Malignant cancer cells do not act as lone wolves to achieve metastasis, as they exist within a complex ecosystem consisting of an extracellular matrix scaffold populated by carcinoma-associated fibroblasts (CAFs), endothelial cells and immune cells (De Wever and Mareel, J Pathol, 2003; De Wever et al., Int J Cancer, 2008; De Wever et al., Semin Cancer Biol., 2014). Paracrine interactions between CAFs, also termed myofibroblasts, and cancer cells stimulate invasion of colon cancer cells in matrix scaffolds. The pro-invasive activity was found also with the secretome and we identified the combined action of Scatter Factor/Hepatocyte Growth Factor (SF/HGF) and tenascin-C (TNC) to promote invasion (De Wever et al., FASEBJ, 2004). Secretome proteomics revealed the presence of multiple other pro-metastatic proteins suggesting that the molecular characteristics of a CAF remain in evolution (De Boeck et al., Proteomics, 2013). CAFs show operational flexibility; eg their ability to respond dynamically to a cancer cell’s fluctuating demands by shifting profitable signals necessary in metastasis. Local, tissue-resident fibroblasts and mesenchymal stem cells (MSCs) coming from reservoir sites such as bone marrow (BM) are the main progenitor cells of CAFs (De Boeck et al., Oral Oncol, 2010). A successful invader must survive in an ectopic environment and CAFs provide advantageous signals to cancer cells to accomplish survival through AKT activation.
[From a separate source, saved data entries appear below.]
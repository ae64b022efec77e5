pub mod command;
pub mod config;
pub mod console;
pub mod containment;
pub mod environment;
pub mod error;
pub mod logging;
pub mod paths;
pub mod proxy_client;
pub mod selector;
pub mod service_mode;
pub mod settings;
pub mod state;

#[cfg(test)]
mod testing;

pub use command::{CommandRunner, ShellRunner};
pub use containment::{resolve_gateway_host, ContainmentProbe, RouteProbeKind};
pub use environment::Environment;
pub use error::{ClientError, ClientResult};
pub use proxy_client::{ClientRoute, DialerFactory, ProxyClientFactory, SelectedClient};
pub use selector::AutomaticClientSelector;
pub use service_mode::ServiceControlMode;
pub use settings::{ConnectionState, ProxyMode, ServerRef, Setting, SettingsStore, TransparentMode};

pub fn run_console(args: &[String]) -> anyhow::Result<()> {
  let readonly = args.iter().any(|a| a == "--readonly");
  let cmd = console::ConsoleCommand::from_args(args)?;

  let base = paths::base_dir();
  let env = Environment::load(&base, readonly)?;

  if readonly {
    logging::init_stderr(&env.config.logging.level)?;
  } else {
    logging::init_file_and_stderr(
      &paths::logs_dir(&base),
      &env.config.logging.level,
      env.config.logging.retention_days,
    )?;
  }

  tracing::debug!(command = ?cmd, base = %base.display(), "hostlink console");
  console::run(&env, &cmd)
}
use crate::command::CommandRunner;
use serde::{Deserialize, Serialize};
use std::fmt;

pub const SYSTEMCTL_PROBE: &str = "which systemctl";
pub const SERVICE_PROBE: &str = "which service";

/// Facility used to start, stop and enable the managed service.
#[derive(Debug, Clone, Copy, PartialEq, Eq, Serialize, Deserialize)]
#[serde(rename_all = "lowercase")]
pub enum ServiceControlMode {
  Systemctl,
  Service,
  Universal,
  Docker,
}

impl ServiceControlMode {
  /// Maps an explicit configuration token. Matching is exact and
  /// case-sensitive; `common` is an alias of `universal`.
  pub fn from_token(token: &str) -> Option<Self> {
    match token {
      "systemctl" => Some(Self::Systemctl),
      "service" => Some(Self::Service),
      "universal" | "common" => Some(Self::Universal),
      _ => None,
    }
  }

  pub fn as_str(self) -> &'static str {
    match self {
      Self::Systemctl => "systemctl",
      Self::Service => "service",
      Self::Universal => "universal",
      Self::Docker => "docker",
    }
  }
}

impl fmt::Display for ServiceControlMode {
  fn fmt(&self, f: &mut fmt::Formatter<'_>) -> fmt::Result {
    f.write_str(self.as_str())
  }
}

/// Picks the service control mode: an explicit token wins, otherwise probe
/// for `systemctl`, then `service`, then settle on `Universal`.
///
/// Never fails. A probe that errors or prints nothing useful only means the
/// tool is absent.
pub fn resolve(explicit: &str, runner: &dyn CommandRunner) -> ServiceControlMode {
  if let Some(mode) = ServiceControlMode::from_token(explicit) {
    tracing::debug!(mode = %mode, "service control mode set explicitly");
    return mode;
  }

  if !explicit.is_empty() {
    tracing::warn!(
      token = explicit,
      "unrecognized service control mode; probing instead"
    );
  }

  if probe_reports(runner, SYSTEMCTL_PROBE, "systemctl") {
    tracing::debug!("systemctl found; using systemctl mode");
    return ServiceControlMode::Systemctl;
  }

  if probe_reports(runner, SERVICE_PROBE, "service") {
    tracing::debug!("service found; using service mode");
    return ServiceControlMode::Service;
  }

  tracing::debug!("no service manager found; using universal mode");
  ServiceControlMode::Universal
}

fn probe_reports(runner: &dyn CommandRunner, cmd: &str, needle: &str) -> bool {
  match runner.run(cmd) {
    Ok(out) => out.contains(needle),
    Err(e) => {
      tracing::trace!(probe = cmd, error = %e, "probe reported absent");
      false
    }
  }
}
use crate::error::{ClientError, ClientResult};
use reqwest::blocking::Client;
use reqwest::{Proxy, Url};
use serde::Serialize;
use std::time::Duration;

pub const SUPPORTED_SCHEMES: &[&str] = &["socks5", "socks5h", "http", "https"];

const USER_AGENT: &str = concat!("hostlink/", env!("CARGO_PKG_VERSION"));

/// Path a client's connections take.
#[derive(Debug, Clone, PartialEq, Eq, Serialize)]
#[serde(tag = "kind", rename_all = "snake_case")]
pub enum ClientRoute {
  Direct,
  Proxied { url: String },
}

/// A built client together with the route it was built for.
#[derive(Debug)]
pub struct SelectedClient {
  pub client: Client,
  pub route: ClientRoute,
}

/// Turns a proxy URL into something the transport can dial through.
///
/// The proxy itself is always reached directly; there is no chaining.
pub trait DialerFactory: Send + Sync {
  fn dialer_for(&self, url: &Url) -> Result<Proxy, String>;
}

/// Dialers backed by reqwest's own HTTP and SOCKS5 proxy support.
///
/// `socks5` hands target hostnames to the proxy unresolved, so it is dialed
/// as `socks5h`; reqwest's plain `socks5` resolves them locally.
#[derive(Debug, Clone, Copy, Default)]
pub struct ReqwestDialers;

impl DialerFactory for ReqwestDialers {
  fn dialer_for(&self, url: &Url) -> Result<Proxy, String> {
    if !SUPPORTED_SCHEMES.contains(&url.scheme()) {
      return Err(format!("unsupported proxy scheme {:?}", url.scheme()));
    }

    let mut target = url.clone();
    if target.scheme() == "socks5" {
      target
        .set_scheme("socks5h")
        .map_err(|_| format!("cannot dial {url} with remote name resolution"))?;
    }
    Proxy::all(target.as_str()).map_err(|e| e.to_string())
  }
}

pub struct ProxyClientFactory {
  dialers: Box<dyn DialerFactory>,
  timeout: Option<Duration>,
}

impl ProxyClientFactory {
  pub fn new() -> Self {
    Self::with_dialers(Box::new(ReqwestDialers))
  }

  pub fn with_dialers(dialers: Box<dyn DialerFactory>) -> Self {
    Self {
      dialers,
      timeout: None,
    }
  }

  /// Per-request timeout applied to every client this factory builds.
  pub fn with_timeout(mut self, timeout: Duration) -> Self {
    self.timeout = Some(timeout);
    self
  }

  /// Client whose every connection goes through `proxy_url`. The route
  /// records `proxy_url` exactly as given.
  pub fn build(&self, proxy_url: &str) -> ClientResult<SelectedClient> {
    let url = parse_proxy_url(proxy_url)?;
    let proxy = self
      .dialers
      .dialer_for(&url)
      .map_err(|reason| ClientError::DialerConstruction {
        url: proxy_url.to_string(),
        reason,
      })?;

    tracing::debug!(proxy = proxy_url, "building proxied HTTP client");
    let client = self
      .builder()
      .proxy(proxy)
      .build()
      .map_err(ClientError::ClientBuild)?;
    Ok(SelectedClient {
      client,
      route: ClientRoute::Proxied {
        url: proxy_url.to_string(),
      },
    })
  }

  /// The default, unproxied client.
  pub fn direct(&self) -> ClientResult<SelectedClient> {
    let client = self.builder().build().map_err(ClientError::ClientBuild)?;
    Ok(SelectedClient {
      client,
      route: ClientRoute::Direct,
    })
  }

  fn builder(&self) -> reqwest::blocking::ClientBuilder {
    let builder = Client::builder().user_agent(USER_AGENT);
    match self.timeout {
      Some(t) => builder.timeout(t),
      None => builder,
    }
  }
}

impl Default for ProxyClientFactory {
  fn default() -> Self {
    Self::new()
  }
}

fn parse_proxy_url(raw: &str) -> ClientResult<Url> {
  let invalid = |reason: String| ClientError::InvalidUrl {
    url: raw.to_string(),
    reason,
  };

  // The URL parser silently drops tabs and newlines; refuse them up front.
  if raw.chars().any(|c| c.is_ascii_control()) {
    return Err(invalid("contains a control character".to_string()));
  }

  let url = Url::parse(raw).map_err(|e| invalid(e.to_string()))?;
  match url.host_str() {
    Some(h) if !h.is_empty() => Ok(url),
    _ => Err(invalid("missing host".to_string())),
  }
}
Neuregulin (NRG)-1 secreted by CAFs increase cancer cell number through HER2/HER3-dependent activation of the PI3K/AKT pathway. Translational data demonstrate transmembrane NRG-1 expression in CAF in primary colorectal cancer and in liver metastasis, with the strongest expression in the immediate vicinity of HER2/HER3 expressing cancer cells. Moreover, high transmembrane NRG-1 expression is a poor prognosis marker in colorectal cancer (De Boeck et al., GUT, 2013). The odds that an aggressive cancer cell will form a metastatic colony in some organ are vanishingly small. Nevertheless, metastasis is responsible for more than 90% of cancer-associated mortality; thus the clinical need to prevent or target metastasis is high. Viewing cancer within the context of ecosystems may provide opportunities to exploit CAFs to create tumor-environment bio-mimetics to deceive and redirect metastatic cancer cells.